Вернувшись в Константинополь, император Алексей изменился. Одобрение провинции и радостный прием в городе помогли укрепиться его уверенности в себе. Прежде он был лишь тенью своего отца, но теперь, став помазанником, проведшим успешную кампанию, он стремился к свободе и утверждению собственной независимости.

Одним из первых действий по возвращению стал приказ о казни через повешение всех участников свержения и ослепления его отца в 1195 году. Учитывая непредсказуемость ситуации в Константинополе, устранение потенциальных заговорщиков было разумным шагом. Но куда большее влияние на нестабильность Византийской империи оказало пагубное ухудшение отношений между Алексеем и его отцом. Увы, их семейная связь оказалась недостаточно прочной, чтобы преодолеть желание каждого к единоличной власти. Алексей с союзниками смог изгнать узурпатора из Константинополя, а теперь объехал близлежащие земли, где был признан в качестве императора. Это были деяния молодого и удачливого правителя. Исаак благоразумно оставался в Константинополе — однако его слепота, его предшествующее свержение и сын, выступающий в роли соправителя, означали, что теперь его императорская власть значительно отличалась от той, которой он лишился в 1195 году.

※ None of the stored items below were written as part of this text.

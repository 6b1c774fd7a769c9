#![forbid(unsafe_code)]

//! Test harness for the weft workspace: a deterministic scenario driver and
//! the reference patterns the end-to-end suites are written against.
//!
//! Everything here is single-threaded and fully deterministic; a scenario
//! replayed twice produces the same tick sequence, the same resolution
//! order, and the same step reports.

pub mod fixtures;
pub mod scenario;

pub use fixtures::{WishHandle, counter_pattern, publisher_pattern, wisher_pattern};
pub use scenario::Scenario;

/// Install the process-wide tracing subscriber, filtered by `RUST_LOG`.
///
/// Idempotent: later calls (and any subscriber installed by the embedding
/// process first) win silently. Every [`Scenario`] calls this, so suites
/// driven through the harness get env-filtered logs without their own
/// setup.
pub fn init_tracing() {
    let _ = tracing_subscriber::fmt()
        .with_env_filter(tracing_subscriber::EnvFilter::from_default_env())
        .with_test_writer()
        .try_init();
}

#[cfg(test)]
mod tests {
    #[test]
    fn init_tracing_is_idempotent() {
        super::init_tracing();
        super::init_tracing();
    }
}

Никита Хониат отмечает, что все больше людей относилось к Алексею как к ведущей фигуре в паре императоров. Имя молодого человека стало произноситься первым в публичных объявлениях, а имя Исаака следовало «словно эхо»[467]. Слепота служила постоянным напоминанием о его неполноценности, и старший император чувствовал, что власть ускользает из его рук. Он стал резким и обидчивым, начал брюзжать о недостатке самоконтроля у Алексея и распространять слухи о сексуальных предпочтениях молодого человека, считая, что тот «водит компанию с испорченными людьми, которых шлепает по заднице, а они отвечают ему тем же».[468]

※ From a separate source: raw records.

#![forbid(unsafe_code)]

//! Derived nodes: construction, rewiring, cycle detection, and asynchronous
//! completion.
//!
//! # Design
//!
//! Inputs are a static, declared list of [`Source`]s; a node's dependency
//! set never changes behind the graph's back. This is what makes the cycle
//! check at [`rewire`](Graph::rewire) time complete: the only way a cycle
//! can appear after construction is an explicit rewire, and that is exactly
//! where it is rejected.
//!
//! # Failure Modes
//!
//! - **Compute returns `Err`**: the node's outcome becomes
//!   [`Outcome::Failed`]; dependents see it as a value.
//! - **Compute returns [`Eval::Pending`]**: the node records the current
//!   tick; only a [`complete`](Graph::complete) carrying that tick applies.
//!   A completion for a superseded tick is discarded ([`Completion::Stale`]).

use ahash::AHashSet;
use tracing::{debug, trace};

use weft_core::{Eval, EvalError, InstanceId, NodeId, Outcome, Result, Source, Tick, Value, WeftError};

use crate::graph::Graph;

/// A derivation body: maps input outcomes to a new evaluation.
pub type ComputeFn = Box<dyn Fn(&[Outcome]) -> std::result::Result<Eval, EvalError>>;

/// Result of applying an asynchronous completion.
#[derive(Debug, Clone, Copy, PartialEq, Eq)]
pub enum Completion {
    /// The completion matched the node's pending tick and was applied.
    Applied,
    /// The node was superseded by a newer input change; the completion was
    /// discarded.
    Stale,
}

pub(crate) struct NodeSlot {
    pub(crate) label: String,
    pub(crate) owner: InstanceId,
    pub(crate) inputs: Vec<Source>,
    pub(crate) compute: ComputeFn,
    pub(crate) outcome: Outcome,
    /// Downstream derived nodes, in subscription order.
    pub(crate) dependents: Vec<NodeId>,
    /// Set while an async evaluation is in flight; the tick it started in.
    pub(crate) pending_since: Option<Tick>,
}

impl Graph {
    /// Create a derived node from declared inputs and evaluate it once to
    /// establish its initial outcome.
    ///
    /// Inputs must exist at construction time, so a freshly derived node can
    /// never close a cycle; cycles can only be introduced later through
    /// [`rewire`](Graph::rewire), which checks for them.
    pub fn derive(
        &mut self,
        owner: InstanceId,
        label: impl Into<String>,
        inputs: Vec<Source>,
        compute: ComputeFn,
    ) -> Result<NodeId> {
        for input in &inputs {
            self.require_source(*input)?;
        }
        let label = label.into();
        let id = self.nodes.insert(NodeSlot {
            label,
            owner,
            inputs: inputs.clone(),
            compute,
            outcome: Outcome::Pending,
            dependents: Vec::new(),
            pending_since: None,
        });
        for input in &inputs {
            self.attach_dependent(*input, id);
        }
        let initial = self.eval_node(id);
        if let Some(slot) = self.nodes.get_mut(id) {
            slot.outcome = initial;
        }
        Ok(id)
    }

    /// Convenience wrapper with strict propagation: any pending input makes
    /// the node pending, any failed input forwards the failure, otherwise
    /// the closure sees plain values.
    pub fn derive_fn<F>(
        &mut self,
        owner: InstanceId,
        label: impl Into<String>,
        inputs: Vec<Source>,
        f: F,
    ) -> Result<NodeId>
    where
        F: Fn(&[&Value]) -> std::result::Result<Value, EvalError> + 'static,
    {
        let compute: ComputeFn = Box::new(move |outcomes| {
            let mut values = Vec::with_capacity(outcomes.len());
            for outcome in outcomes {
                match outcome {
                    Outcome::Ready(v) => values.push(v),
                    Outcome::Pending => return Ok(Eval::Pending),
                    Outcome::Failed(e) => return Err(e.clone()),
                }
            }
            f(&values).map(Eval::Ready)
        });
        self.derive(owner, label, inputs, compute)
    }

    /// Replace a node's input set.
    ///
    /// Runs cycle detection first: if any proposed input transitively
    /// depends on this node, the rewire is rejected with
    /// [`WeftError::CyclicDependency`] naming the participants, and the
    /// existing wiring is left untouched.
    pub fn rewire(&mut self, node: NodeId, inputs: Vec<Source>) -> Result<()> {
        if !self.nodes.contains_key(node) {
            return Err(WeftError::detached(format!("{node:?}")));
        }
        for input in &inputs {
            self.require_source(*input)?;
        }
        if let Some(path) = self.cycle_path(node, &inputs) {
            debug!(cycle = ?path, "rewire rejected");
            return Err(WeftError::CyclicDependency { nodes: path });
        }

        let old_inputs = std::mem::take(&mut self.nodes[node].inputs);
        for input in &old_inputs {
            self.detach_dependent(*input, node);
        }
        for input in &inputs {
            self.attach_dependent(*input, node);
        }
        self.nodes[node].inputs = inputs;
        self.dirty_nodes.insert(node);
        Ok(())
    }

    /// Force recomputation on the next flush even if no input changed.
    pub fn invalidate(&mut self, node: NodeId) -> Result<()> {
        if !self.nodes.contains_key(node) {
            return Err(WeftError::detached(format!("{node:?}")));
        }
        self.dirty_nodes.insert(node);
        Ok(())
    }

    /// Poison a node's outcome out-of-band. Dependents are seeded for
    /// recompute on the next flush.
    pub fn fail_node(&mut self, node: NodeId, error: EvalError) -> Result<()> {
        let slot = self
            .nodes
            .get_mut(node)
            .ok_or_else(|| WeftError::detached(format!("{node:?}")))?;
        slot.outcome = Outcome::Failed(error);
        slot.pending_since = None;
        let dependents = slot.dependents.clone();
        for dep in dependents {
            self.dirty_nodes.insert(dep);
        }
        Ok(())
    }

    /// Current outcome of a node.
    pub fn outcome(&self, node: NodeId) -> Result<&Outcome> {
        self.nodes
            .get(node)
            .map(|slot| &slot.outcome)
            .ok_or_else(|| WeftError::detached(format!("{node:?}")))
    }

    /// Apply the result of an asynchronous evaluation started in `tick`.
    ///
    /// Last-write-wins by tick: if the node has been re-evaluated (or
    /// settled) since, the completion is stale and discarded so results
    /// never apply out of order.
    pub fn complete(
        &mut self,
        node: NodeId,
        tick: Tick,
        result: std::result::Result<Value, EvalError>,
    ) -> Result<Completion> {
        let slot = self
            .nodes
            .get_mut(node)
            .ok_or_else(|| WeftError::detached(format!("{node:?}")))?;
        if slot.pending_since != Some(tick) {
            trace!(label = %slot.label, ?tick, "stale completion discarded");
            return Ok(Completion::Stale);
        }
        slot.outcome = match result {
            Ok(value) => Outcome::Ready(value),
            Err(e) => Outcome::Failed(e),
        };
        slot.pending_since = None;
        let dependents = slot.dependents.clone();
        for dep in dependents {
            self.dirty_nodes.insert(dep);
        }
        Ok(Completion::Applied)
    }

    /// A node's declared inputs.
    pub fn node_inputs(&self, node: NodeId) -> Result<&[Source]> {
        self.nodes
            .get(node)
            .map(|slot| slot.inputs.as_slice())
            .ok_or_else(|| WeftError::detached(format!("{node:?}")))
    }

    /// The owning instance of a node.
    pub fn node_owner(&self, node: NodeId) -> Result<InstanceId> {
        self.nodes
            .get(node)
            .map(|slot| slot.owner)
            .ok_or_else(|| WeftError::detached(format!("{node:?}")))
    }

    // ── wiring helpers ───────────────────────────────────────────────────

    fn require_source(&self, source: Source) -> Result<()> {
        let present = match source {
            Source::Cell(id) => self.cells.contains_key(id),
            Source::Node(id) => self.nodes.contains_key(id),
        };
        if present {
            Ok(())
        } else {
            Err(WeftError::detached(self.source_label(source)))
        }
    }

    fn attach_dependent(&mut self, source: Source, node: NodeId) {
        match source {
            Source::Cell(id) => {
                if let Some(slot) = self.cells.get_mut(id) {
                    if !slot.dependents.contains(&node) {
                        slot.dependents.push(node);
                    }
                }
            }
            Source::Node(id) => {
                if let Some(slot) = self.nodes.get_mut(id) {
                    if !slot.dependents.contains(&node) {
                        slot.dependents.push(node);
                    }
                }
            }
        }
    }

    fn detach_dependent(&mut self, source: Source, node: NodeId) {
        match source {
            Source::Cell(id) => {
                if let Some(slot) = self.cells.get_mut(id) {
                    slot.dependents.retain(|d| *d != node);
                }
            }
            Source::Node(id) => {
                if let Some(slot) = self.nodes.get_mut(id) {
                    slot.dependents.retain(|d| *d != node);
                }
            }
        }
    }

    /// If wiring `inputs` into `target` would close a cycle, return the
    /// participating labels in path order (`target` appears first and last).
    fn cycle_path(&self, target: NodeId, inputs: &[Source]) -> Option<Vec<String>> {
        let mut visited = AHashSet::new();
        let mut path = Vec::new();
        for input in inputs {
            if let Source::Node(n) = input {
                if self.reaches_upstream(*n, target, &mut path, &mut visited) {
                    let mut labels = Vec::with_capacity(path.len() + 1);
                    labels.push(self.source_label(Source::Node(target)));
                    labels.extend(path.iter().map(|n| self.source_label(Source::Node(*n))));
                    return Some(labels);
                }
            }
        }
        None
    }

    /// Depth-first walk from `from` through declared inputs, looking for
    /// `target`. `path` holds the current chain for diagnostics.
    fn reaches_upstream(
        &self,
        from: NodeId,
        target: NodeId,
        path: &mut Vec<NodeId>,
        visited: &mut AHashSet<NodeId>,
    ) -> bool {
        if from == target {
            path.push(from);
            return true;
        }
        if !visited.insert(from) {
            return false;
        }
        path.push(from);
        if let Some(slot) = self.nodes.get(from) {
            for input in &slot.inputs {
                if let Source::Node(n) = input {
                    if self.reaches_upstream(*n, target, path, visited) {
                        return true;
                    }
                }
            }
        }
        path.pop();
        false
    }
}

В течение первых недель после возвращения из Фракии Алексей по-прежнему много общался с крестоносцами. Они были вместе вот уже более года, что создавало некоторое родство. Императору нравилось общаться с уроженцами Запада — ведь он и сам провел несколько месяцев при европейских дворах. Нередко он приходил в лагерь крестоносцев, где проводил дни в выпивке и игре в кости. Атмосфера была столь непринужденной, что Алексей веселился, позволяя своим товарищам снять с его головы золотую с алмазами корону и заменить ее мохнатой меховой шапкой. Никите Хониату такое поведение казалось зазорным, позорящим имя императора и пятнающего честь Византийской империи.[469]

Греческий хронист отмечает резкое изменение в политических действиях Исаака. Прежде его характеризовала мягкость и отсутствие воинственности. Теперь же, возможно, измучившись страданиями и утратой авторитета, он начал искать облегчения в компании предсказателей и астрологов. Никита считал их обычными шарлатанами, которые пользуются ситуацией и пытаются набить брюхо благодаря императорскому хлебосольству. Слепого императора всегда привлекала ворожба и предсказания, но теперь он всерьез обратился к таким занятиям. Вероятно, таким способом он пытался оградить себя от собственной неспособности что-либо изменить и от возвышения сына.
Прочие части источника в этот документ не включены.